Back in Vrindavan

Arrived in Vrindavan this morning after a grueling bus ride. Five hours waiting in a kind of Corner Gas, Indian style, with parking lot with bus stand, convenience store with tea shop, a venue for the local public to watch television -- American wrestling shows are apparently quite popular -- people walking in and out. Sharing a chillum. A young girl and her small brother in rags, laughing and running around amongs the adults. In short, the neighborhood.

Only one or two modern Indian in jeans and teashirts with real luggage and not just clothes wrapped in an old sari or gamcha. Most of the waiting travelers are from some Rajasthani village patiently squatting and talking, like me. It may not be altogether wrong to think that this is the Indian way of life, just clear a space in the detritus, let it be, do the minimum, it is too hot for anything but to sit and contemplate.

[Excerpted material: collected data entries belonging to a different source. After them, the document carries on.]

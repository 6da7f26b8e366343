//! Test fixtures and manager helpers.
//!
//! Provides a manager wired to an in-memory remote and the simulated native
//! engine over a temporary cache root, plus helpers for seeding history.

use crate::native::{
    property_key, ChangeSetFile, RecordOp, Records, ReplicaState, SimulatedEngine, SimulatedReplica,
};
use crate::remote::MemoryRepository;
use briefsync_engine::{Briefcase, BriefcaseManager, CancellationHandle, ManagerConfig, RetryConfig};
use briefsync_protocol::{ChangeSet, RepositoryId, VersionRef};
use serde_json::json;
use std::path::{Path, PathBuf};
use std::time::Duration;
use tempfile::TempDir;
use tracing_subscriber::EnvFilter;

/// Manager type used throughout the tests.
pub type TestManager = BriefcaseManager<MemoryRepository, SimulatedEngine>;

/// Briefcase type used throughout the tests.
pub type TestBriefcase = Briefcase<SimulatedReplica>;

/// Installs a test-friendly tracing subscriber honouring `RUST_LOG`.
///
/// Safe to call from every test; only the first call installs anything.
pub fn init_tracing() {
    let _ = tracing_subscriber::fmt()
        .with_env_filter(EnvFilter::from_default_env())
        .with_test_writer()
        .try_init();
}

/// A manager over a temporary cache root.
pub struct TestEnv {
    /// The manager.
    pub manager: TestManager,
    /// The engine handed to the manager; shares controls with it.
    pub engine: SimulatedEngine,
    /// The temporary directory (kept alive to prevent cleanup).
    _temp_dir: TempDir,
}

impl TestEnv {
    /// Creates an environment with near-zero push retry delays.
    pub fn new() -> Self {
        Self::with_config(|config| config)
    }

    /// Creates an environment, letting the caller adjust the configuration.
    pub fn with_config(adjust: impl FnOnce(ManagerConfig) -> ManagerConfig) -> Self {
        init_tracing();
        let temp_dir = TempDir::new().expect("Failed to create temp directory");
        let config = adjust(
            ManagerConfig::new(temp_dir.path().join("cache")).with_push_retry(
                RetryConfig::new(5).with_delays(Duration::ZERO, Duration::from_millis(2)),
            ),
        );
        let engine = SimulatedEngine::new();
        let manager = BriefcaseManager::init(config, MemoryRepository::new(), engine.clone())
            .expect("Failed to initialize manager");
        Self {
            manager,
            engine,
            _temp_dir: temp_dir,
        }
    }

    /// The in-memory remote.
    pub fn remote(&self) -> &MemoryRepository {
        self.manager.remote()
    }

    /// Cache root.
    pub fn cache_root(&self) -> &Path {
        self.manager.config().cache_dir()
    }

    /// A scratch path outside the cache.
    pub fn scratch(&self, name: &str) -> PathBuf {
        self._temp_dir.path().join(name)
    }

    /// Creates a repository with `count` data change-sets.
    ///
    /// Change-set `i` sets `e0.Pump.flow` to `i` and adds element `e{i}`
    /// with `Pump.label = "L{i}"`.
    pub fn seed_repository(&self, count: u64) -> (RepositoryId, Vec<ChangeSet>) {
        let repository = self.remote().create_repository();
        let history = (1..=count)
            .map(|i| self.remote().append_ops(repository, seed_ops(i)))
            .collect();
        (repository, history)
    }

    /// Records expected after merging the first `index` change-sets.
    pub fn records_at(&self, repository: RepositoryId, index: u64) -> Records {
        let files: Vec<ChangeSetFile> = self
            .remote()
            .change_set_files(repository)
            .into_iter()
            .take(index as usize)
            .collect();
        ReplicaState::from_history(repository, &files).records
    }

    /// Downloads a new briefcase at `version`.
    pub async fn download(&self, repository: RepositoryId, version: &VersionRef) -> TestBriefcase {
        self.manager
            .download(repository, version, &CancellationHandle::new())
            .await
            .expect("Failed to download briefcase")
    }
}

/// Records of an open briefcase.
pub fn records_of(briefcase: &TestBriefcase) -> Records {
    briefcase
        .handle()
        .state()
        .expect("briefcase is closed")
        .records
        .clone()
}

/// Version reference for the state after `index` change-sets of `history`.
pub fn version_at(history: &[ChangeSet], index: u64) -> VersionRef {
    match index {
        0 => VersionRef::First,
        i => VersionRef::as_of(history[i as usize - 1].id.clone()),
    }
}

impl Default for TestEnv {
    fn default() -> Self {
        Self::new()
    }
}

/// Record writes of seeded change-set `i`.
pub fn seed_ops(i: u64) -> Vec<RecordOp> {
    let before = (i > 1).then(|| json!(i - 1));
    vec![
        RecordOp::set("e0", "Pump", "flow", before, json!(i)),
        RecordOp {
            element_id: format!("e{i}"),
            key: property_key("Pump", "label"),
            before: None,
            after: Some(json!(format!("L{i}"))),
        },
    ]
}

This 21st century Haridwar corner café has an interesting feature in that it is the property of the Niranjani Akhara, which is adjoining. The Akhara cowshed is behind a pile of emptied boxes and other refuse through an open door, and there are sadhus of various stripes wearing orange cloth. They walk in and out as they also come to drink tea, buy a snack or hang out with the locals. Most of them look a bit sleazy; one better dressed and coiffed sadhu smoking a filter tip cigarette and talking on an expensive phone strode purposefully through. There was another bunch of frolicking young sadhus, slapping each other on the back and joking, looking somewhat destined for a life of learning the tricks of the sadhu trade.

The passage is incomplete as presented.